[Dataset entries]
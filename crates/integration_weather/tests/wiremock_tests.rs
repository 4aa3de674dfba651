//! Integration tests for the provider clients using wiremock
//!
//! These tests verify each client's behavior against a mock HTTP server,
//! covering normalization, status mapping, and query construction.

use application::WeatherProvider;
use domain::value_objects::GeoPoint;
use integration_weather::{
    OpenWeatherMapClient, OpenWeatherMapConfig, ProviderError, TomorrowIoClient, TomorrowIoConfig,
    WeatherApiClient, WeatherApiConfig,
};
use wiremock::{
    Mock, MockServer, ResponseTemplate,
    matchers::{method, path, query_param},
};

fn test_point() -> GeoPoint {
    GeoPoint::new_unchecked(19.076, 72.8777)
}

// ============================================================================
// OpenWeatherMap
// ============================================================================

fn sample_owm_response() -> serde_json::Value {
    serde_json::json!({
        "weather": [{"id": 500, "main": "Rain", "description": "light rain", "icon": "10d"}],
        "main": {"temp": 27.3, "feels_like": 30.1, "pressure": 1006, "humidity": 84},
        "wind": {"speed": 5.0, "deg": 240},
        "rain": {"1h": 0.8},
        "name": "Mumbai"
    })
}

fn owm_client(mock_server: &MockServer) -> OpenWeatherMapClient {
    let config = OpenWeatherMapConfig {
        base_url: mock_server.uri(),
        api_key: "test-key".to_string(),
        timeout_secs: 5,
    };
    #[allow(clippy::expect_used)]
    OpenWeatherMapClient::new(config).expect("Failed to create client")
}

#[tokio::test]
async fn openweathermap_normalizes_rainy_response() {
    let mock_server = MockServer::start().await;

    Mock::given(method("GET"))
        .and(path("/weather"))
        .respond_with(ResponseTemplate::new(200).set_body_json(sample_owm_response()))
        .mount(&mock_server)
        .await;

    let client = owm_client(&mock_server);
    let reading = client.current_reading(test_point()).await.expect("reading");

    assert!(reading.is_raining);
    assert_eq!(reading.description, "light rain");
    assert_eq!(reading.confidence, None);
    assert!((reading.temperature.unwrap_or_default() - 27.3).abs() < 0.01);
    assert_eq!(reading.humidity, Some(84));
}

#[tokio::test]
async fn openweathermap_sends_key_and_metric_units() {
    let mock_server = MockServer::start().await;

    Mock::given(method("GET"))
        .and(path("/weather"))
        .and(query_param("appid", "test-key"))
        .and(query_param("units", "metric"))
        .and(query_param("lat", "19.076"))
        .and(query_param("lon", "72.8777"))
        .respond_with(ResponseTemplate::new(200).set_body_json(sample_owm_response()))
        .expect(1)
        .mount(&mock_server)
        .await;

    let client = owm_client(&mock_server);
    assert!(client.current_reading(test_point()).await.is_ok());
}

#[tokio::test]
async fn openweathermap_server_error_is_retryable_failure() {
    let mock_server = MockServer::start().await;

    Mock::given(method("GET"))
        .and(path("/weather"))
        .respond_with(ResponseTemplate::new(503).set_body_string("maintenance"))
        .mount(&mock_server)
        .await;

    let client = owm_client(&mock_server);
    let err = client
        .current_reading(test_point())
        .await
        .expect_err("failure");
    assert!(err.is_retryable());
}

// ============================================================================
// WeatherAPI
// ============================================================================

fn sample_weatherapi_response() -> serde_json::Value {
    serde_json::json!({
        "location": {"name": "Mumbai", "lat": 19.08, "lon": 72.88},
        "current": {
            "temp_c": 29.5,
            "humidity": 79,
            "wind_kph": 16.2,
            "precip_mm": 0.0,
            "condition": {"text": "Partly cloudy", "code": 1003}
        }
    })
}

fn weatherapi_client(mock_server: &MockServer) -> WeatherApiClient {
    let config = WeatherApiConfig {
        base_url: mock_server.uri(),
        api_key: "test-key".to_string(),
        timeout_secs: 5,
    };
    #[allow(clippy::expect_used)]
    WeatherApiClient::new(config).expect("Failed to create client")
}

#[tokio::test]
async fn weatherapi_normalizes_dry_response() {
    let mock_server = MockServer::start().await;

    Mock::given(method("GET"))
        .and(path("/current.json"))
        .respond_with(ResponseTemplate::new(200).set_body_json(sample_weatherapi_response()))
        .mount(&mock_server)
        .await;

    let client = weatherapi_client(&mock_server);
    let reading = client.current_reading(test_point()).await.expect("reading");

    assert!(!reading.is_raining);
    assert_eq!(reading.description, "Partly cloudy");
    assert_eq!(reading.wind_speed, Some(16.2));
}

#[tokio::test]
async fn weatherapi_sends_combined_coordinate_query() {
    let mock_server = MockServer::start().await;

    Mock::given(method("GET"))
        .and(path("/current.json"))
        .and(query_param("key", "test-key"))
        .and(query_param("q", "19.076,72.8777"))
        .respond_with(ResponseTemplate::new(200).set_body_json(sample_weatherapi_response()))
        .expect(1)
        .mount(&mock_server)
        .await;

    let client = weatherapi_client(&mock_server);
    assert!(client.current_reading(test_point()).await.is_ok());
}

#[tokio::test]
async fn weatherapi_invalid_json_is_parse_error() {
    let mock_server = MockServer::start().await;

    Mock::given(method("GET"))
        .and(path("/current.json"))
        .respond_with(ResponseTemplate::new(200).set_body_string("not json"))
        .mount(&mock_server)
        .await;

    let client = weatherapi_client(&mock_server);
    let err = client
        .current_reading(test_point())
        .await
        .expect_err("failure");
    assert!(err.to_string().contains("Parse error"));
}

// ============================================================================
// Tomorrow.io
// ============================================================================

fn sample_tomorrow_response() -> serde_json::Value {
    serde_json::json!({
        "data": {
            "time": "2026-08-28T09:00:00Z",
            "values": {
                "precipitationIntensity": 1.4,
                "precipitationProbability": 90,
                "precipitationType": 1,
                "temperature": 24.1,
                "humidity": 93,
                "windSpeed": 3.5
            }
        },
        "location": {"lat": 19.076, "lon": 72.8777}
    })
}

fn tomorrow_client(mock_server: &MockServer) -> TomorrowIoClient {
    let config = TomorrowIoConfig {
        base_url: mock_server.uri(),
        api_key: "test-key".to_string(),
        timeout_secs: 5,
    };
    #[allow(clippy::expect_used)]
    TomorrowIoClient::new(config).expect("Failed to create client")
}

#[tokio::test]
async fn tomorrow_normalizes_rainy_response_with_confidence() {
    let mock_server = MockServer::start().await;

    Mock::given(method("GET"))
        .and(path("/weather/realtime"))
        .respond_with(ResponseTemplate::new(200).set_body_json(sample_tomorrow_response()))
        .mount(&mock_server)
        .await;

    let client = tomorrow_client(&mock_server);
    let reading = client.current_reading(test_point()).await.expect("reading");

    assert!(reading.is_raining);
    assert_eq!(reading.confidence, Some(90));
    assert_eq!(reading.description, "Rain");
}

#[tokio::test]
async fn tomorrow_rate_limit_surfaces_as_rate_limited() {
    let mock_server = MockServer::start().await;

    Mock::given(method("GET"))
        .and(path("/weather/realtime"))
        .respond_with(ResponseTemplate::new(429).set_body_string("slow down"))
        .mount(&mock_server)
        .await;

    let client = tomorrow_client(&mock_server);
    let err = client
        .current_reading(test_point())
        .await
        .expect_err("failure");
    assert!(err.to_string().contains("Rate limit"));
}

#[tokio::test]
async fn tomorrow_sends_location_and_key() {
    let mock_server = MockServer::start().await;

    Mock::given(method("GET"))
        .and(path("/weather/realtime"))
        .and(query_param("location", "19.076,72.8777"))
        .and(query_param("apikey", "test-key"))
        .respond_with(ResponseTemplate::new(200).set_body_json(sample_tomorrow_response()))
        .expect(1)
        .mount(&mock_server)
        .await;

    let client = tomorrow_client(&mock_server);
    assert!(client.current_reading(test_point()).await.is_ok());
}

// ============================================================================
// Provider error surface
// ============================================================================

#[tokio::test]
async fn unreachable_host_is_connection_failure() {
    // Port 1 is essentially never listening
    let config = WeatherApiConfig {
        base_url: "http://127.0.0.1:1".to_string(),
        api_key: "test-key".to_string(),
        timeout_secs: 2,
    };
    #[allow(clippy::expect_used)]
    let client = WeatherApiClient::new(config).expect("Failed to create client");

    let err = client
        .current_reading(test_point())
        .await
        .expect_err("failure");
    assert!(err.is_retryable());
}

#[test]
fn provider_error_messages() {
    assert!(
        ProviderError::ServiceUnavailable("HTTP 502".to_string())
            .to_string()
            .contains("502")
    );
    assert_eq!(ProviderError::Timeout.to_string(), "Request timed out");
}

- _WHAT THE TASK ASKS_
Each line above with the string "contains" in it should be located and copied.

- _YOUR RESPONSE_
    assert!(err.to_string().contains("Parse error"));
    assert!(err.to_string().contains("Rate limit"));
            .contains("502")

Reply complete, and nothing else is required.